When it comes to cleaning dive gear, our biggest worry — under normal circumstances — is keeping saltwater from drying and forming crystals on our equipment. We also don’t want to leave our gear in a damp, humid place and allow mold to grow. But now, with the world trying to slow the spread of Covid-19, salt and humidity have taken a back seat and disinfecting has become our main priority.
Even though the guidance on how to slow the spread of the novel coronavirus changes from day to day in different parts of the world, we are now certain that it can survive on surfaces for hours or even days. We also know that effective hand washing with soap and water goes a long way toward avoiding the spread of the virus.
If you are in an area where diving is still allowed (at the time of writing the cenotes in Cozumel remained open to those already in the area), stay on top of your own personal hygiene including hand washing, keeping a distance from others when possible, and avoiding touching your face.
Most of us, however, are likely to be landlocked for at least a few weeks, so deep cleaning and disinfecting our equipment is a great way to keep busy and make sure gear is in top shape when it’s time to get back in the water.
What to use
Depending on what your gear is made of, the virus’ survival time may vary from a few hours to potentially several days.
Prioritize any equipment that comes in contact with your face and respiratory tract when it comes to disinfecting, including masks and regulators — especially mouthpieces and areas surrounding them — BCD inflators and snorkels. Rebreather divers have a bit of an advantage when it comes to disinfecting equipment, as this is part of their regular equipment maintenance. If you have friends who dive CCR, they may be able to help with tips and advice.
You can easily make an effective disinfectant solution with standard household products. DAN Europe recommends a solution of sodium hypochlorite (standard household bleach) and water, using 1 percent of bleach only. Another useful disinfectant, which rebreather divers will be familiar with, is Steramine, based on the active ingredient quaternary ammonium. If you’re unsure if your household cleaning products will be effective, check out the U.S. Environmental Protection Agency (EPA)’s regularly updated list of useful disinfectants.
Cleaning your gear
Before mixing this solution and immersing your equipment in it, however, check manufacturer recommendations for your specific brand of equipment. If the instruction manual doesn’t specify, it may be worth contacting the manufacturer to confirm recommended products and procedures.
Once your disinfectant mix is ready to go, immerse the equipment and let it soak for 15 or more minutes. It’s important that your solution is not too strong as this may permanently damage the metal parts of your equipment.
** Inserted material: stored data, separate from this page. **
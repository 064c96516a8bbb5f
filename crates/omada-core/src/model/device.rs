// ── Device domain types ──

use serde::{Deserialize, Serialize};
use strum::{AsRefStr, Display};

use super::client::ClientSnapshot;
use super::mac::MacAddress;

/// Canonical device type, normalized from the controller's `type` string.
#[derive(Debug, Clone, Copy, PartialEq, Eq, Hash, Serialize, Deserialize, Display, AsRefStr)]
#[strum(serialize_all = "lowercase")]
#[serde(rename_all = "lowercase")]
pub enum DeviceType {
    Gateway,
    Switch,
    Ap,
    Other,
}

impl DeviceType {
    /// Classify a raw `type` value (`"gateway"`, `"switch"`, `"ap"`, ...).
    pub fn from_raw(raw: &str) -> Self {
        let lower = raw.to_ascii_lowercase();
        if lower.contains("gateway") {
            Self::Gateway
        } else if lower.contains("switch") {
            Self::Switch
        } else if lower == "ap" || lower.contains("eap") {
            Self::Ap
        } else {
            Self::Other
        }
    }
}

/// Where a device attaches upstream.
#[derive(Debug, Clone, Default, PartialEq, Serialize, Deserialize)]
pub struct Uplink {
    pub device_mac: Option<MacAddress>,
    pub device_name: Option<String>,
    pub port: Option<i64>,
    /// Human-readable link speed, e.g. `"1 Gbps"`.
    pub link_speed: Option<String>,
    pub duplex: Option<bool>,
}

/// Client counts per radio band (access points only).
#[derive(Debug, Clone, Copy, Default, PartialEq, Eq, Serialize, Deserialize)]
pub struct BandClients {
    pub total: i64,
    pub band_2g: i64,
    pub band_5g: i64,
    pub band_5g2: i64,
    pub band_6g: i64,
}

/// Normalized projection of one adopted device.
#[derive(Debug, Clone, Serialize, Deserialize)]
pub struct DeviceSnapshot {
    pub mac: MacAddress,
    pub name: String,
    pub model: String,
    pub model_name: Option<String>,
    pub device_type: DeviceType,
    /// The controller's raw `type` string, `"unknown"` when absent.
    pub type_name: String,
    pub serial: Option<String>,
    pub ip: Option<String>,
    pub public_ip: Option<String>,
    pub status: Option<i64>,
    /// Human-readable `detailStatus`.
    pub detail_status: Option<String>,
    pub uptime_secs: Option<u64>,
    pub cpu_util: Option<f64>,
    pub mem_util: Option<f64>,
    pub firmware_version: Option<String>,
    pub need_upgrade: bool,
    pub client_count: i64,
    pub last_seen: Option<i64>,

    // ── Enrichments ──────────────────────────────────────────────────
    pub uplink: Option<Uplink>,
    /// Gateway temperature in °C.
    pub temperature: Option<f64>,
    pub band_clients: Option<BandClients>,
    /// Clients whose parent is this device.
    pub clients: Vec<ClientSnapshot>,
}

impl DeviceSnapshot {
    pub fn is_gateway(&self) -> bool {
        self.device_type == DeviceType::Gateway
    }

    pub fn is_ap(&self) -> bool {
        self.device_type == DeviceType::Ap
    }

    /// `true` when the controller reports the device as connected
    /// (`status` 1; the finer-grained reason lives in `detail_status`).
    pub fn is_connected(&self) -> bool {
        self.status == Some(1)
    }
}

#[cfg(test)]
mod tests {
    use super::*;

    #[test]
    fn device_type_classification() {
        assert_eq!(DeviceType::from_raw("gateway"), DeviceType::Gateway);
        assert_eq!(DeviceType::from_raw("Switch"), DeviceType::Switch);
        assert_eq!(DeviceType::from_raw("ap"), DeviceType::Ap);
        assert_eq!(DeviceType::from_raw("olt"), DeviceType::Other);
        assert_eq!(DeviceType::Ap.to_string(), "ap");
    }
}
// ── Config saving ───────────────────────────────────────────────────

/// Serialize config to TOML and write to the canonical config path.
pub fn save_config(cfg: &Config) -> Result<(), ConfigError> {
    save_config_to(cfg, &config_path())
}

pub fn save_config_to(cfg: &Config, path: &Path) -> Result<(), ConfigError> {
    if let Some(parent) = path.parent() {
        std::fs::create_dir_all(parent)?;
    }
    let toml_str = toml::to_string_pretty(cfg)?;
    std::fs::write(path, toml_str)?;
    Ok(())
}

// ── Credential resolution ───────────────────────────────────────────

/// Resolve the client secret: `client_secret_env` → keyring → plaintext.
pub fn resolve_client_secret(
    profile: &Profile,
    profile_name: &str,
) -> Result<SecretString, ConfigError> {
    if let Some(ref env_name) = profile.client_secret_env {
        if let Ok(val) = std::env::var(env_name) {
            return Ok(SecretString::from(val));
        }
    }

    if let Ok(entry) = keyring::Entry::new("omada", &format!("{profile_name}/client-secret")) {
        if let Ok(secret) = entry.get_password() {
            return Ok(SecretString::from(secret));
        }
    }

    if let Some(ref secret) = profile.client_secret {
        return Ok(SecretString::from(secret.clone()));
    }

    Err(ConfigError::NoCredentials {
        profile: profile_name.into(),
    })
}

/// Store the client secret in the system keyring for `profile_name`.
pub fn store_client_secret(profile_name: &str, secret: &str) -> Result<(), ConfigError> {
    keyring::Entry::new("omada", &format!("{profile_name}/client-secret"))
        .and_then(|entry| entry.set_password(secret))
        .map_err(|e| ConfigError::Validation {
            field: "keyring".into(),
            reason: e.to_string(),
        })
}

/// Parse the profile's client MACs, rejecting anything that is not 48 bits.
pub fn parse_clients(profile: &Profile) -> Result<Vec<MacAddress>, ConfigError> {
    profile
        .clients
        .iter()
        .map(|raw| {
            let hex_digits = raw.chars().filter(char::is_ascii_hexdigit).count();
            if hex_digits == 12 {
                Ok(MacAddress::new(raw))
            } else {
                Err(ConfigError::Validation {
                    field: "clients".into(),
                    reason: format!("not a MAC address: {raw}"),
                })
            }
        })
        .collect()
}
There are a few areas to pay particular attention to: for masks, focus on the inside of the skirt. Especially if you clean your mask by spitting in it, take care to clean it thoroughly. Pay particular attention to creases or layers in the skirt, as well as the area where frame and glasses meet and the nose pocket — in short, all the areas where dirt and contamination are likely to stick.
If you carry a back-up mask, don’t forget to disinfect that as well. Especially if you often store it in a pocket and it remains wet between diving days, spend some time cleaning and disinfecting it, as well as the storage pocket itself and any other items you keep there.
Regulator second stages and mouthpieces are another key piece of equipment requiring special attention at this time. If a simple cable tie secures your mouthpieces, consider cutting that and removing it completely. This allows you to clean the area that’s normally under the mouthpiece and often prone to dirt build-up. Inspect the mouthpiece and check on its overall condition. If it looks a bit old or is even partially torn, consider replacing it. Those who are a bit more familiar with second stages should consider removing the front cover and thoroughly cleaning the inside.
Next, on to your BCD. Oral BCD inflation is part of standard pre-dive checks, meaning you blow into your BCD every time you dive. Not only should you disinfect the actual inflator assembly, but also the inside of the BCD’s bladder.
Once you’ve completed the disinfection, thoroughly rinse your equipment with clean, fresh water. This sounds obvious, but especially on tropical islands, fresh water can be hard to come by and — depending on supplies — you might consider using drinking water.
After rinsing comes drying. Find a clean, shady area to dry your freshly disinfected equipment thoroughly before storing it.
If any of this sounds complicated or laborious, get in touch with your local dive shop. Chances are that things are very quiet for them at the moment, and equipment and servicing are two of the things they can still offer their customers while practicing social distancing.
A note on rental equipment: with most of the diving industry on hiatus, not many divers are renting equipment at the moment. However, when you next dive, take a close look at rental equipment and cleaning facilities offered by the shop or boat. By definition, many divers use rental masks, snorkels and regulators, so ask about the shop’s cleaning routine post COVID-19 and whether equipment has been regularly disinfected.